PTHrP is produced in vessels and acts as a local modulator of tone. We recently reported that PTHrP(1-34) is able to induce vasorelaxation in rat uterine arteries, but in pregnancy, this response is blunted and becomes strictly endothelium dependent. The present study aimed to get insights into the mechanisms involved in these changes because the adaptation of uterine blood flow is essential for fetal development. On d 20 of gestation, RT-PCR analysis of uterine arteries showed that PTH/PTHrP receptor (PTH1R) mRNA expression was decreased, whereas that of PTHrP mRNA was increased. This was associated with a redistribution of the PTHrP/PTH1R system, with both PTH1R protein and PTHrP peptide becoming concentrated in the intimal layer of arteries from pregnant rats. On the other hand, the blunted vasorelaxation induced by PTHrP(1-34) in uterine arteries from pregnant rats was specifically restored by indomethacin and a specific cyclooxygenase-2 inhibitor, NS 398. This was associated with an increase in cyclooxygenase-2 expression and in 8-iso-prostaglandin F(2alpha) release when uterine arteries from pregnant rats were exposed to high levels of PTHrP(1-34).
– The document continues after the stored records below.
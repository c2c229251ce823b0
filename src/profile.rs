//! Student profile and the mentor's scripted lines.
//!
//! The profile is captured once at onboarding and stays immutable until a
//! full reset. The system instruction and every canned mentor line are
//! built here so the conversation layers never hold UI copy.

use serde::{Deserialize, Serialize};
use std::fmt;

/// Mexican secundaria grade levels.
#[derive(Debug, Clone, Copy, PartialEq, Eq, Default, Serialize, Deserialize)]
#[serde(rename_all = "snake_case")]
pub enum Grade {
    #[default]
    Primero,
    Segundo,
    Tercero,
}

impl Grade {
    /// Parse a 1–3 menu choice.
    #[must_use]
    pub fn from_choice(choice: u8) -> Option<Self> {
        match choice {
            1 => Some(Self::Primero),
            2 => Some(Self::Segundo),
            3 => Some(Self::Tercero),
            _ => None,
        }
    }
}

impl fmt::Display for Grade {
    fn fmt(&self, f: &mut fmt::Formatter<'_>) -> fmt::Result {
        let label = match self {
            Self::Primero => "1° de Secundaria",
            Self::Segundo => "2° de Secundaria",
            Self::Tercero => "3° de Secundaria",
        };
        f.write_str(label)
    }
}

/// Onboarding data for one student.
#[derive(Debug, Clone, Default, Serialize, Deserialize)]
pub struct StudentProfile {
    pub name: String,
    pub grade: Grade,
    /// Free-form interests (movies, games, series...) used for analogies.
    pub interests: String,
}

impl StudentProfile {
    /// Whether enough was captured to start tutoring.
    #[must_use]
    pub fn is_complete(&self) -> bool {
        !self.name.trim().is_empty() && !self.interests.trim().is_empty()
    }

    /// Build the live session's system instruction from the profile.
    #[must_use]
    pub fn system_instruction(&self) -> String {
        format!(
            "Eres MentorIA, un tutor digital amigable y paciente para {name}, un estudiante \
             de {grade} de secundaria en México. Tu tono debe ser coloquial y entusiasta, \
             usando jerga mexicana apropiada para un adolescente (ej. 'qué chido', 'qué onda', \
             'te late', 'un paro'). Tu misión es explicar conceptos académicos usando los \
             intereses personales de {name}, que son: {interests}. NO des respuestas directas \
             a las tareas. Guía a {name} para que aprenda y descubra las respuestas por sí \
             mismo. Fomenta su curiosidad. Usa analogías creativas basadas en sus intereses.",
            name = self.name,
            grade = self.grade,
            interests = self.interests,
        )
    }

    /// Greeting spoken right after onboarding completes.
    #[must_use]
    pub fn intro_line(&self) -> String {
        format!(
            "¡Perfecto, {}! Ya con eso. Ahora sí, ¿en qué te puedo ayudar hoy? \
             ¿Qué tema quieres que chequemos o para qué tarea necesitas un paro?",
            self.name
        )
    }
}

/// Mentor line when the microphone cannot be acquired.
pub const MIC_ERROR_LINE: &str =
    "No pude acceder a tu micrófono. Revisa los permisos y vuelve a intentarlo.";

/// Mentor line when the live session fails.
pub const SESSION_ERROR_LINE: &str = "Hubo un error en la conexión. Intenta de nuevo.";

/// Mentor line when speech synthesis fails.
pub const TTS_ERROR_LINE: &str = "Oops, tuve un problema con mi voz. Inténtalo de nuevo.";

/// Mentor line when the student ends the current topic.
pub const END_TOPIC_LINE: &str =
    "¡Claro! Cuando estés listo para otro tema, solo presiona el micrófono.";
pub mod bytes;
pub mod ndarray;
pub mod path;
pub mod quantity;
pub mod settings;

use serde_json::{Map, Value as Json};

use crate::error::{CodecError, CodecResult};
use crate::registry::{Decoder, Encoder};
use crate::resolve::ClassResolver;
use crate::value::Value;

// ---------------------------------------------------------------------------
// Wire bookkeeping keys
// ---------------------------------------------------------------------------

/// Module of the class a class-identified dict reconstructs to.
pub const KEY_MODULE: &str = "__module__";
/// Qualified class name of a class-identified dict.
pub const KEY_CLASS: &str = "__class__";
/// Marker present on every codec-produced dict.
pub const KEY_IS_CUSTOM: &str = ":is_custom:";
/// Discriminator naming the unit registry a predicate-matched dict belongs to.
pub const KEY_UNIT_REGISTRY: &str = "pint_unit_registry";

// ---------------------------------------------------------------------------
// Codec trait
// ---------------------------------------------------------------------------

/// Bidirectional converter between one value family and its canonical dict.
///
/// For any value `v` the codec accepts, `from_dict(to_dict(v))` must equal
/// `v` in type and content. `to_dict` is pure and deterministic; `from_dict`
/// accepts exactly the shapes `to_dict` produces and fails atomically,
/// never returning a partially built value.
pub trait Codec: Send + Sync {
    /// Stable codec name, used in logs and error messages.
    fn name(&self) -> &'static str;

    /// Whether this codec owns the runtime value.
    fn matches_value(&self, value: &Value) -> bool;

    /// Whether this codec owns the decoded dict. Fallible: probing a
    /// class-identified dict may need the resolver, and an unresolvable
    /// `__module__`/`__class__` pair is an error, not a non-match.
    fn matches_dict(
        &self,
        dict: &Map<String, Json>,
        resolver: &dyn ClassResolver,
    ) -> CodecResult<bool>;

    /// Encode `value` into its canonical dict. Nested non-native values are
    /// routed back through `enc`.
    fn to_dict(&self, value: &Value, enc: &Encoder<'_>) -> CodecResult<Map<String, Json>>;

    /// Decode a canonical dict back into the value it represents.
    fn from_dict(&self, dict: &Map<String, Json>, dec: &Decoder<'_>) -> CodecResult<Value>;
}

// ---------------------------------------------------------------------------
// Shared dict helpers
// ---------------------------------------------------------------------------

/// Stamp the class-identification keys onto a canonical dict.
pub(crate) fn insert_class_keys(dict: &mut Map<String, Json>, module: &str, class: &str) {
    dict.insert(KEY_MODULE.to_string(), Json::String(module.to_string()));
    dict.insert(KEY_CLASS.to_string(), Json::String(class.to_string()));
    dict.insert(KEY_IS_CUSTOM.to_string(), Json::Bool(true));
}

/// Read the class-identification keys, when both are present as strings.
pub(crate) fn class_keys(dict: &Map<String, Json>) -> Option<(&str, &str)> {
    let module = dict.get(KEY_MODULE)?.as_str()?;
    let class = dict.get(KEY_CLASS)?.as_str()?;
    Some((module, class))
}

/// Whether the dict carries exactly this codec's class identity.
pub(crate) fn has_exact_class(dict: &Map<String, Json>, module: &str, class: &str) -> bool {
    class_keys(dict) == Some((module, class))
}

/// Fetch a required string-valued key.
pub(crate) fn require_str<'a>(
    dict: &'a Map<String, Json>,
    key: &str,
    codec: &str,
) -> CodecResult<&'a str> {
    dict.get(key)
        .ok_or_else(|| CodecError::MalformedDict(format!("{codec} dict is missing `{key}`")))?
        .as_str()
        .ok_or_else(|| CodecError::MalformedDict(format!("{codec} dict key `{key}` is not a string")))
}
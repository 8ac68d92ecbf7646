pub mod codecs;
pub mod error;
pub mod json;
pub mod registry;
pub mod resolve;
pub mod settings;
pub mod types;
pub mod units;
pub mod value;

// Re-export key types at crate root for convenience.
pub use error::{CodecError, CodecResult};
pub use json::JsonSerializer;
pub use registry::{CodecRegistry, DecodeLimits, Decoder, Encoder, default_codecs};
pub use resolve::{ClassRef, ClassResolver, ClassSpec, MapClassResolver};
pub use settings::SettingsObject;
pub use types::{ArrayData, DataType, NdArray};
pub use units::{Magnitude, Quantity, SimpleUnitRegistry, UnitExpr, UnitRegistry};
pub use value::Value;
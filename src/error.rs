use thiserror::Error;

pub type CodecResult<T> = Result<T, CodecError>;

#[derive(Error, Debug)]
pub enum CodecError {
    #[error("no codec found: {0}")]
    NoCodecFound(String),

    #[error("unknown class `{module}.{qualname}`")]
    UnknownClass { module: String, qualname: String },

    #[error("malformed canonical dict: {0}")]
    MalformedDict(String),

    #[error("decode overflow: {0}")]
    DecodeOverflow(String),

    #[error("encode error: {0}")]
    Encode(String),

    #[error("decode error: {0}")]
    Decode(String),

    #[error("unit parse error: {0}")]
    UnitParse(String),

    #[error("JSON error: {0}")]
    Json(#[from] serde_json::Error),
}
Most interestingly, 8-iso-prostaglandin F(2alpha) itself was able to increase PTHrP expression and reduce PTH1R expression in cultured rat aortic smooth muscle cells. These results suggest a local regulation of uterine artery functions by PTHrP during pregnancy resulting from PTH1R redistribution. Moreover, they shed light on a potential role of 8-iso-prostaglandin F(2alpha).